The U Shaped Relationship Between High-Density Lipoprotein Cholesterol and All-Cause or Cause-Specific Mortality in Adult Population
Received 15 July 2020
Accepted for publication 27 August 2020
Published 2 October 2020 Volume 2020:15 Pages 1883—1896
Checked for plagiarism Yes
Review by Single anonymous peer review
Peer reviewer comments 2
Editor who approved publication: Prof. Dr.

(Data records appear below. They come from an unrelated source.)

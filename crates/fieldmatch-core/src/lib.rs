//! Core library for personal-data field extraction and comparison.
//!
//! This crate provides:
//! - A fixed, ordered registry of personal-data field patterns
//! - Field extraction from positioned page text and form widgets
//! - Per-type value normalization
//! - Type-aware comparison of two extracted field sets with severity scoring

pub mod error;
pub mod models;
pub mod document;
pub mod extraction;
pub mod normalize;
pub mod similarity;
pub mod compare;

pub use error::{ConfigError, ExtractionError, FieldMatchError, Result};
pub use models::comparison::{ComparisonResult, ComparisonSummary, Difference, FieldMatch, MissingEntry, Severity};
pub use models::config::{ComparisonConfig, DateOrder, ExtractionConfig, FieldMatchConfig};
pub use models::field::{FieldRecord, FieldSet, FieldSource, FieldType, Point, FieldPosition, SemanticType};
pub use models::page::{FormAnnotation, PageContent, TextToken};
pub use document::{BoxError, DocumentDump, PageSource};
pub use extraction::{ExtractedDocument, ExtractionMetadata, FieldExtractor, FormFieldEntry};
pub use normalize::normalize;
pub use similarity::{levenshtein, similarity};
pub use compare::FieldComparator;
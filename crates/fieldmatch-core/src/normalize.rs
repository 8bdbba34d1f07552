//! Per-type value normalization.
//!
//! Normalization is pure and idempotent: normalizing an already normalized
//! value returns it unchanged.

use crate::models::field::SemanticType;

/// Canonicalize a raw value according to its semantic type.
pub fn normalize(value: &str, semantic_type: SemanticType) -> String {
    let value = value.trim();

    match semantic_type {
        SemanticType::Email => value.to_lowercase(),
        SemanticType::Phone => value
            .chars()
            .filter(|c| !c.is_whitespace() && !matches!(c, '(' | ')' | '-'))
            .collect(),
        SemanticType::IdNumber => value
            .chars()
            .filter(|c| !matches!(c, '.' | '-'))
            .collect::<String>()
            .trim()
            .to_string(),
        SemanticType::PersonName | SemanticType::City | SemanticType::Country => {
            title_case(value)
        }
        _ => value.to_string(),
    }
}

/// Lowercase, then capitalize the first letter of every whitespace-separated word.
fn title_case(value: &str) -> String {
    let mut out = String::with_capacity(value.len());
    let mut word_start = true;

    for c in value.to_lowercase().chars() {
        if c.is_whitespace() {
            word_start = true;
            out.push(c);
        } else if word_start {
            word_start = false;
            out.push(single_uppercase(c));
        } else {
            out.push(c);
        }
    }

    out
}

/// Uppercase form of `c`, or `c` itself when uppercasing would expand it
/// into several characters (e.g. 'ß').
fn single_uppercase(c: char) -> char {
    let mut upper = c.to_uppercase();
    match (upper.next(), upper.next()) {
        (Some(u), None) => u,
        _ => c,
    }
}
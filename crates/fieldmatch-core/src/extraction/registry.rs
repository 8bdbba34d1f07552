//! Ordered registry of field definitions.

use lazy_static::lazy_static;
use regex::Regex;

use super::patterns::*;
use crate::models::field::{FieldType, SemanticType};

/// Definition of one field category.
#[derive(Debug)]
pub struct FieldPattern {
    pub field_type: FieldType,
    pub semantic_type: SemanticType,
    label: &'static Regex,
    value: &'static Regex,
}

impl FieldPattern {
    /// Whether `text` looks like a caption for this field.
    pub fn matches_label(&self, text: &str) -> bool {
        self.label.is_match(text)
    }

    /// Whether `text` is a plausible value for this field.
    pub fn matches_value(&self, text: &str) -> bool {
        self.value.is_match(text)
    }

    /// Extract the value from `text`, without surrounding whitespace.
    pub fn capture_value<'t>(&self, text: &'t str) -> Option<&'t str> {
        self.value
            .captures(text)
            .and_then(|caps| caps.get(1))
            .map(|m| m.as_str().trim())
            .filter(|v| !v.is_empty())
    }
}

lazy_static! {
    static ref FIELD_PATTERNS: Vec<FieldPattern> = vec![
        FieldPattern {
            field_type: FieldType::Name,
            semantic_type: SemanticType::PersonName,
            label: &NAME_LABEL,
            value: &NAME_VALUE,
        },
        FieldPattern {
            field_type: FieldType::Document,
            semantic_type: SemanticType::IdNumber,
            label: &DOCUMENT_LABEL,
            value: &DOCUMENT_VALUE,
        },
        FieldPattern {
            field_type: FieldType::Email,
            semantic_type: SemanticType::Email,
            label: &EMAIL_LABEL,
            value: &EMAIL_VALUE,
        },
        FieldPattern {
            field_type: FieldType::Phone,
            semantic_type: SemanticType::Phone,
            label: &PHONE_LABEL,
            value: &PHONE_VALUE,
        },
        FieldPattern {
            field_type: FieldType::Date,
            semantic_type: SemanticType::Date,
            label: &DATE_LABEL,
            value: &DATE_VALUE,
        },
        FieldPattern {
            field_type: FieldType::Address,
            semantic_type: SemanticType::Address,
            label: &ADDRESS_LABEL,
            value: &ADDRESS_VALUE,
        },
        FieldPattern {
            field_type: FieldType::PostalCode,
            semantic_type: SemanticType::PostalCode,
            label: &POSTAL_CODE_LABEL,
            value: &POSTAL_CODE_VALUE,
        },
        FieldPattern {
            field_type: FieldType::City,
            semantic_type: SemanticType::City,
            label: &CITY_LABEL,
            value: &NAME_VALUE,
        },
        FieldPattern {
            field_type: FieldType::Country,
            semantic_type: SemanticType::Country,
            label: &COUNTRY_LABEL,
            value: &NAME_VALUE,
        },
        FieldPattern {
            field_type: FieldType::Profession,
            semantic_type: SemanticType::Profession,
            label: &PROFESSION_LABEL,
            value: &NAME_VALUE,
        },
        FieldPattern {
            field_type: FieldType::Company,
            semantic_type: SemanticType::Company,
            label: &COMPANY_LABEL,
            value: &COMPANY_VALUE,
        },
        FieldPattern {
            field_type: FieldType::Salary,
            semantic_type: SemanticType::Money,
            label: &SALARY_LABEL,
            value: &SALARY_VALUE,
        },
        FieldPattern {
            field_type: FieldType::Gender,
            semantic_type: SemanticType::Gender,
            label: &GENDER_LABEL,
            value: &GENDER_VALUE,
        },
        FieldPattern {
            field_type: FieldType::MaritalStatus,
            semantic_type: SemanticType::MaritalStatus,
            label: &MARITAL_STATUS_LABEL,
            value: &MARITAL_STATUS_VALUE,
        },
    ];
}

/// All field patterns, in registry order.
pub fn registry() -> &'static [FieldPattern] {
    &FIELD_PATTERNS
}

/// Pattern for a field type.
pub fn pattern_for(field_type: FieldType) -> &'static FieldPattern {
    // FieldType variants are declared in registry order.
    &FIELD_PATTERNS[field_type as usize]
}

/// Categorize a form widget by its name and value.
///
/// The first pattern whose label matches the name, or whose value pattern
/// matches the value, wins.
pub fn categorize(name: &str, value: &str) -> Option<&'static FieldPattern> {
    registry()
        .iter()
        .find(|p| p.matches_label(name) || p.matches_value(value))
}
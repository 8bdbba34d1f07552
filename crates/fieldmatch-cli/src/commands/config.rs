//! Config command - manage configuration.

use std::fs;
use std::path::{Path, PathBuf};

use clap::{Args, Subcommand};
use console::style;

use fieldmatch_core::FieldMatchConfig;

use super::default_config_path;

/// Arguments for the config command.
#[derive(Args)]
pub struct ConfigArgs {
    #[command(subcommand)]
    command: ConfigCommand,
}

#[derive(Subcommand)]
enum ConfigCommand {
    /// Show current configuration
    Show,

    /// Initialize a new configuration file
    Init(InitArgs),

    /// Get a specific configuration value
    Get {
        /// Configuration key (e.g., "extraction.search_radius")
        key: String,
    },

    /// Set a configuration value
    Set {
        /// Configuration key
        key: String,
        /// New value
        value: String,
    },

    /// Show configuration file path
    Path,
}

#[derive(Args)]
struct InitArgs {
    /// Output path for configuration file
    #[arg(short, long)]
    output: Option<PathBuf>,

    /// Overwrite existing file
    #[arg(long)]
    force: bool,
}

pub async fn run(args: ConfigArgs, config_path: Option<&str>) -> anyhow::Result<()> {
    let config_path = config_path.map(PathBuf::from).unwrap_or_else(default_config_path);

    match args.command {
        ConfigCommand::Show => show_config(&config_path),
        ConfigCommand::Init(init_args) => init_config(init_args, &config_path),
        ConfigCommand::Get { key } => get_config(&config_path, &key),
        ConfigCommand::Set { key, value } => set_config(&config_path, &key, &value),
        ConfigCommand::Path => show_path(&config_path),
    }
}

fn current_config(config_path: &Path) -> anyhow::Result<FieldMatchConfig> {
    if config_path.exists() {
        Ok(FieldMatchConfig::from_file(config_path)?)
    } else {
        Ok(FieldMatchConfig::default())
    }
}

fn show_config(config_path: &Path) -> anyhow::Result<()> {
    if !config_path.exists() {
        eprintln!(
            "{} No config file found, showing defaults.",
            style("ℹ").blue()
        );
    }

    let config = current_config(config_path)?;
    println!("{}", serde_json::to_string_pretty(&config)?);

    Ok(())
}

fn init_config(args: InitArgs, config_path: &Path) -> anyhow::Result<()> {
    let output_path = args.output.unwrap_or_else(|| config_path.to_path_buf());

    if output_path.exists() && !args.force {
        anyhow::bail!(
            "Config file already exists at {}. Use --force to overwrite.",
            output_path.display()
        );
    }

    if let Some(parent) = output_path.parent() {
        fs::create_dir_all(parent)?;
    }

    FieldMatchConfig::default().save(&output_path)?;

    println!(
        "{} Created configuration file at {}",
        style("✓").green(),
        output_path.display()
    );

    Ok(())
}

fn get_config(config_path: &Path, key: &str) -> anyhow::Result<()> {
    let json = serde_json::to_value(current_config(config_path)?)?;

    let mut current = &json;
    for part in key.split('.') {
        current = current
            .get(part)
            .ok_or_else(|| anyhow::anyhow!("Configuration key not found: {}", key))?;
    }

    println!("{}", serde_json::to_string_pretty(current)?);

    Ok(())
}

fn set_config(config_path: &Path, key: &str, value: &str) -> anyhow::Result<()> {
    let config = current_config(config_path)?;

    if let Some(parent) = config_path.parent() {
        fs::create_dir_all(parent)?;
    }

    // Numbers and booleans are parsed as JSON, anything else is a string
    let parsed_value: serde_json::Value = serde_json::from_str(value)
        .unwrap_or_else(|_| serde_json::Value::String(value.to_string()));

    let mut json = serde_json::to_value(&config)?;

    let parts: Vec<&str> = key.split('.').collect();
    let (last, path) = parts
        .split_last()
        .ok_or_else(|| anyhow::anyhow!("Empty configuration key"))?;

    let mut current = &mut json;
    for part in path {
        current = current
            .get_mut(*part)
            .ok_or_else(|| anyhow::anyhow!("Configuration path not found: {}", key))?;
    }

    match current.as_object_mut() {
        Some(obj) if obj.contains_key(*last) => {
            obj.insert((*last).to_string(), parsed_value.clone());
        }
        Some(_) => anyhow::bail!("Configuration key not found: {}", key),
        None => anyhow::bail!("Cannot set value at non-object path"),
    }

    let config: FieldMatchConfig = serde_json::from_value(json)?;
    config.save(config_path)?;

    println!(
        "{} Set {} = {}",
        style("✓").green(),
        key,
        serde_json::to_string(&parsed_value)?
    );

    Ok(())
}

fn show_path(config_path: &Path) -> anyhow::Result<()> {
    println!("Configuration file: {}", config_path.display());

    if config_path.exists() {
        println!("Status: {}", style("exists").green());
    } else {
        println!("Status: {}", style("not created").yellow());
        println!();
        println!("Run 'fieldmatch config init' to create a configuration file.");
    }

    Ok(())
}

Zhi-Ying Wu
Yu-qing Huang,1 Xiao-cong Liu,1 Kenneth Lo,1,2 Lin Liu,1 Yu-ling Yu,1 Chao-lei Chen,1 Jia-yi Huang,1 Ying-qing Feng,1 Bin Zhang1
1Department of Cardiology, Guangdong Cardiovascular Institute, Guangdong Provincial People’s Hospital, Guangdong Academy of Medical Sciences, Guangzhou 510080, People’s Republic of China; 2Department of Epidemiology, Centre for Global Cardio-Metabolic Health, Brown University, Providence, RI, USA
Correspondence: Ying-qing Feng; Bin Zhang
Department of Cardiology, Guangdong Cardiovascular Institute, Guangdong Provincial People’s Hospital, Guangdong Academy of Medical Sciences, No. 106, Zhongshan Second Road, Yuexiu District, Guangzhou 510080, People’s Republic of China
Tel/ Fax +86-20-83827812
Email [email protected]; [email protected]
Purpose: The associations of high-density lipoprotein cholesterol (HDL-C) with mortality are still unclear. We explored the associations of HDL-C with all-cause and cause-specific mortality in an adult population.

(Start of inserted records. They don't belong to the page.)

//! Label and value patterns for personal-data fields.
//!
//! Label patterns are case-insensitive, must end the text (an optional trailing
//! colon or whitespace is allowed) and require a word boundary before the
//! keyword. Value patterns must span the whole text; group 1 is the value.

use lazy_static::lazy_static;
use regex::Regex;

lazy_static! {
    // Name
    pub static ref NAME_LABEL: Regex = Regex::new(
        r"(?i)\b(?:nombre|name|apellidos?|full\s*name|primer\s*nombre|segundo\s*nombre)[\s:]*$"
    ).unwrap();

    pub static ref NAME_VALUE: Regex = Regex::new(
        r"^\s*([A-Za-zÀ-ÿñÑ\s]{2,50})\s*$"
    ).unwrap();

    // Identification document
    pub static ref DOCUMENT_LABEL: Regex = Regex::new(
        r"(?i)\b(?:documento|dni|cedula|cédula|id|identification|passport|pasaporte|ci)[\s:]*$"
    ).unwrap();

    pub static ref DOCUMENT_VALUE: Regex = Regex::new(
        r"^\s*([0-9.\-]{6,15})\s*$"
    ).unwrap();

    // Email
    pub static ref EMAIL_LABEL: Regex = Regex::new(
        r"(?i)\b(?:email|e-mail|correo|mail)[\s:]*$"
    ).unwrap();

    pub static ref EMAIL_VALUE: Regex = Regex::new(
        r"^\s*([a-zA-Z0-9._%+\-]+@[a-zA-Z0-9.\-]+\.[a-zA-Z]{2,})\s*$"
    ).unwrap();

    // Phone
    pub static ref PHONE_LABEL: Regex = Regex::new(
        r"(?i)\b(?:teléfono|telefono|phone|celular|móvil|movil|tel)[\s:]*$"
    ).unwrap();

    pub static ref PHONE_VALUE: Regex = Regex::new(
        r"^\s*(\+?[0-9\s()\-]{7,20})\s*$"
    ).unwrap();

    // Date (D/M/Y or Y/M/D with '/', '-' or '.')
    pub static ref DATE_LABEL: Regex = Regex::new(
        r"(?i)\b(?:fecha|date|nacimiento|birth|vencimiento|expiry|exp)[\s:]*$"
    ).unwrap();

    pub static ref DATE_VALUE: Regex = Regex::new(
        r"^\s*(\d{1,2}[/\-.]\d{1,2}[/\-.]\d{2,4}|\d{4}[/\-.]\d{1,2}[/\-.]\d{1,2})\s*$"
    ).unwrap();

    // Address
    pub static ref ADDRESS_LABEL: Regex = Regex::new(
        r"(?i)\b(?:dirección|direccion|address|domicilio|residencia)[\s:]*$"
    ).unwrap();

    pub static ref ADDRESS_VALUE: Regex = Regex::new(
        r"^\s*([A-Za-zÀ-ÿñÑ\s0-9#,.\-]{5,100})\s*$"
    ).unwrap();

    // Postal code
    pub static ref POSTAL_CODE_LABEL: Regex = Regex::new(
        r"(?i)\b(?:código\s*postal|codigo\s*postal|zip|postal\s*code|cp)[\s:]*$"
    ).unwrap();

    pub static ref POSTAL_CODE_VALUE: Regex = Regex::new(
        r"^\s*([0-9A-Z]{3,10})\s*$"
    ).unwrap();

    // City
    pub static ref CITY_LABEL: Regex = Regex::new(
        r"(?i)\b(?:ciudad|city|localidad|municipio)[\s:]*$"
    ).unwrap();

    // Country
    pub static ref COUNTRY_LABEL: Regex = Regex::new(
        r"(?i)\b(?:país|pais|country|nacionalidad)[\s:]*$"
    ).unwrap();

    // Profession
    pub static ref PROFESSION_LABEL: Regex = Regex::new(
        r"(?i)\b(?:profesión|profesion|occupation|trabajo|job|cargo|puesto)[\s:]*$"
    ).unwrap();

    // Company
    pub static ref COMPANY_LABEL: Regex = Regex::new(
        r"(?i)\b(?:empresa|company|empleador|organización|organizacion)[\s:]*$"
    ).unwrap();

    pub static ref COMPANY_VALUE: Regex = Regex::new(
        r"^\s*([A-Za-zÀ-ÿñÑ\s0-9&.,]{2,100})\s*$"
    ).unwrap();

    // Salary
    pub static ref SALARY_LABEL: Regex = Regex::new(
        r"(?i)\b(?:salario|salary|sueldo|ingreso|income|wage)[\s:]*$"
    ).unwrap();

    pub static ref SALARY_VALUE: Regex = Regex::new(
        r"^\s*([0-9.,$€£¥]{1,20})\s*$"
    ).unwrap();

    // Gender
    pub static ref GENDER_LABEL: Regex = Regex::new(
        r"(?i)\b(?:género|genero|gender|sexo|sex)[\s:]*$"
    ).unwrap();

    pub static ref GENDER_VALUE: Regex = Regex::new(
        r"(?i)^\s*(masculino|femenino|male|female|m|f|hombre|mujer|otro|other)\s*$"
    ).unwrap();

    // Marital status
    pub static ref MARITAL_STATUS_LABEL: Regex = Regex::new(
        r"(?i)\b(?:estado\s*civil|marital\s*status|civil\s*status)[\s:]*$"
    ).unwrap();

    pub static ref MARITAL_STATUS_VALUE: Regex = Regex::new(
        r"(?i)^\s*(soltero|casado|divorciado|viudo|single|married|divorced|widowed)\s*$"
    ).unwrap();
}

Methods: Deaths were classified into all-cause, cardiovascular, and cancer mortality. Survival curve, multivariate Cox regression, and subgroup analyses were conducted, and hazard ratio (HR) and 95% confidence interval (CI) were performed. We fitted Cox regression models for all-cause, cardiovascular, and cancer mortality to evaluate their associations with categories of HDL-C (≤ 30, 31– 40, 41– 50, 51– 60 [reference], 61– 70, > 70 mg/dL).

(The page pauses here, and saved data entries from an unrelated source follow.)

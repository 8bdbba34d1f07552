//! Type-aware equality of normalized field values.

use chrono::NaiveDate;

use crate::models::config::DateOrder;
use crate::models::field::SemanticType;

/// Whether two normalized values denote the same thing, reading dates
/// month-first.
///
/// Empty values never compare equal. Dates, phones and person names have
/// dedicated rules; every other type uses exact string equality.
pub fn values_equal(a: &str, b: &str, semantic_type: SemanticType) -> bool {
    values_equal_with(a, b, semantic_type, DateOrder::default())
}

/// [`values_equal`] with an explicit date field order.
pub fn values_equal_with(a: &str, b: &str, semantic_type: SemanticType, date_order: DateOrder) -> bool {
    if a.trim().is_empty() || b.trim().is_empty() {
        return false;
    }

    match semantic_type {
        SemanticType::Date => dates_equal(a, b, date_order),
        SemanticType::Phone => phones_equal(a, b),
        SemanticType::PersonName => a == b || names_equal(a, b),
        _ => a == b,
    }
}

/// Equal iff both parse to the same calendar day.
pub fn dates_equal(a: &str, b: &str, order: DateOrder) -> bool {
    match (parse_date(a, order), parse_date(b, order)) {
        (Some(da), Some(db)) => da == db,
        _ => false,
    }
}

/// Equal iff the digit strings match or one is a suffix of the other, so a
/// missing country code still matches.
pub fn phones_equal(a: &str, b: &str) -> bool {
    let (a, b) = (strip_phone(a), strip_phone(b));
    if !a.chars().any(|c| c.is_ascii_digit()) || !b.chars().any(|c| c.is_ascii_digit()) {
        return false;
    }
    a == b || a.ends_with(&b) || b.ends_with(&a)
}

/// Equal iff both have the same number of words and every word of `a`
/// occurs in `b`, in any order.
///
/// This is a containment check, not multiset equality: "Ana Ana Lopez" and
/// "Ana Lopez Lopez" compare equal.
pub fn names_equal(a: &str, b: &str) -> bool {
    let a = a.to_lowercase();
    let b = b.to_lowercase();
    let words_a: Vec<&str> = a.split_whitespace().collect();
    let words_b: Vec<&str> = b.split_whitespace().collect();

    words_a.len() == words_b.len() && words_a.iter().all(|w| words_b.contains(w))
}

/// Keep digits and a single leading '+'.
fn strip_phone(value: &str) -> String {
    let value = value.trim();
    let mut out = String::with_capacity(value.len());
    if value.starts_with('+') {
        out.push('+');
    }
    out.extend(value.chars().filter(|c| c.is_ascii_digit()));
    out
}

/// Parse `y/m/d`, or `m/d/y` / `d/m/y` depending on `order`, with '/', '-'
/// and '.' as interchangeable separators.
pub fn parse_date(value: &str, order: DateOrder) -> Option<NaiveDate> {
    let parts: Vec<&str> = value.trim().split(['/', '-', '.']).collect();
    if parts.len() != 3 || parts.iter().any(|p| p.is_empty() || !p.chars().all(|c| c.is_ascii_digit())) {
        return None;
    }

    let (year, month, day) = if parts[0].len() == 4 {
        (parts[0].parse().ok()?, parts[1].parse().ok()?, parts[2].parse().ok()?)
    } else {
        let (month, day) = match order {
            DateOrder::MonthFirst => (parts[0], parts[1]),
            DateOrder::DayFirst => (parts[1], parts[0]),
        };
        (parse_year(parts[2])?, month.parse().ok()?, day.parse().ok()?)
    };

    NaiveDate::from_ymd_opt(year, month, day)
}

fn parse_year(s: &str) -> Option<i32> {
    let year: i32 = s.parse().ok()?;
    if s.len() <= 2 {
        // Two-digit year: 00-49 -> 2000s, 50-99 -> 1900s
        Some(if year < 50 { 2000 + year } else { 1900 + year })
    } else {
        Some(year)
    }
}
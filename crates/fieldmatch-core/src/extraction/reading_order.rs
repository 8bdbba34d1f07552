//! Deterministic reading order for positioned tokens.
//!
//! Page coordinates grow upwards, so reading top to bottom means descending
//! `y`. The order is built in two steps:
//!
//! 1. Tokens are sorted by descending `y` (ties by ascending `x`, then input
//!    order).
//! 2. Walking that sequence, a token joins the current line while its `y` is
//!    within `tolerance` of the line's first token; otherwise it starts a new
//!    line. Each line is then sorted by ascending `x` (ties keep step 1 order).
//!
//! Unlike a pairwise "same line if close enough" comparator this is a total
//! order, so the result never depends on the sort algorithm.

use std::cmp::Ordering;

use crate::models::page::TextToken;

/// Order of tokens within a single line: left to right.
pub fn line_order(a: &TextToken, b: &TextToken) -> Ordering {
    a.x.total_cmp(&b.x)
}

/// Order of tokens before line grouping: top to bottom, then left to right.
pub fn vertical_order(a: &TextToken, b: &TextToken) -> Ordering {
    b.y.total_cmp(&a.y).then_with(|| line_order(a, b))
}

/// Return the tokens of a page in reading order.
pub fn reading_order(tokens: &[TextToken], tolerance: f32) -> Vec<&TextToken> {
    let mut by_y: Vec<&TextToken> = tokens.iter().collect();
    by_y.sort_by(|a, b| vertical_order(a, b));

    let mut ordered = Vec::with_capacity(by_y.len());
    let mut line: Vec<&TextToken> = Vec::new();
    let mut line_y = f32::NAN;

    for token in by_y {
        if !line.is_empty() && (line_y - token.y).abs() > tolerance {
            line.sort_by(|a, b| line_order(a, b));
            ordered.append(&mut line);
        }
        if line.is_empty() {
            line_y = token.y;
        }
        line.push(token);
    }

    line.sort_by(|a, b| line_order(a, b));
    ordered.append(&mut line);
    ordered
}
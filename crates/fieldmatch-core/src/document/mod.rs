//! Page feed seam between a document loader and the extractor.

mod dump;

pub use dump::{DocumentDump, PageNotFound};

pub use crate::error::SourceError as BoxError;
use crate::models::page::PageContent;

/// Supplies per-page annotations and positioned text for one document.
///
/// Implementations wrap whatever actually decodes the document. The extractor
/// awaits pages strictly in order, `1..=page_count()`.
#[allow(async_fn_in_trait)]
pub trait PageSource {
    /// Identifier of the document (usually its file name).
    fn name(&self) -> &str;

    /// Number of pages in the document.
    fn page_count(&self) -> u32;

    /// Load the content of a page (1-indexed).
    async fn load_page(&mut self, page: u32) -> Result<PageContent, BoxError>;
}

Results: A total of 42,145 (20,415 (48.44%) males, mean age 47.12± 19.40 years) subjects were enrolled. At an average follow-up of 97.52± 54.03 months, all-cause, cardiovascular, and cancer mortality numbers were 5,061 (12.01), 1,081 (2.56%), and 1,061 (2.52%), respectively. When compared with the reference group (HDL-C: 51– 60 mg/dL), a U-shaped association was apparent for all-cause mortality, with elevated risk in participants with the lowest (≤ 30 mg/dL) (HR=1.33; 95% CI=1.14– 1.56) and highest (> 70 mg/dL) (HR=1.14; 95% CI=1.02– 1.27) HDL-C concentration. Associations for cardiovascular and cancer mortality were non-linear. An elevated risk for cancer mortality was observed in those with the highest HDL-C concentration (HR=1.06; 95% CI– 0.84– 1.34) compared with the reference group, although it was not statistically significant. The effect of HDL-C on mortality was adjusted by some traditional risk factors including age, gender, race, or comorbidities.
Conclusion: A U-shaped association was observed between HDL-C and all-cause mortality among an adult population.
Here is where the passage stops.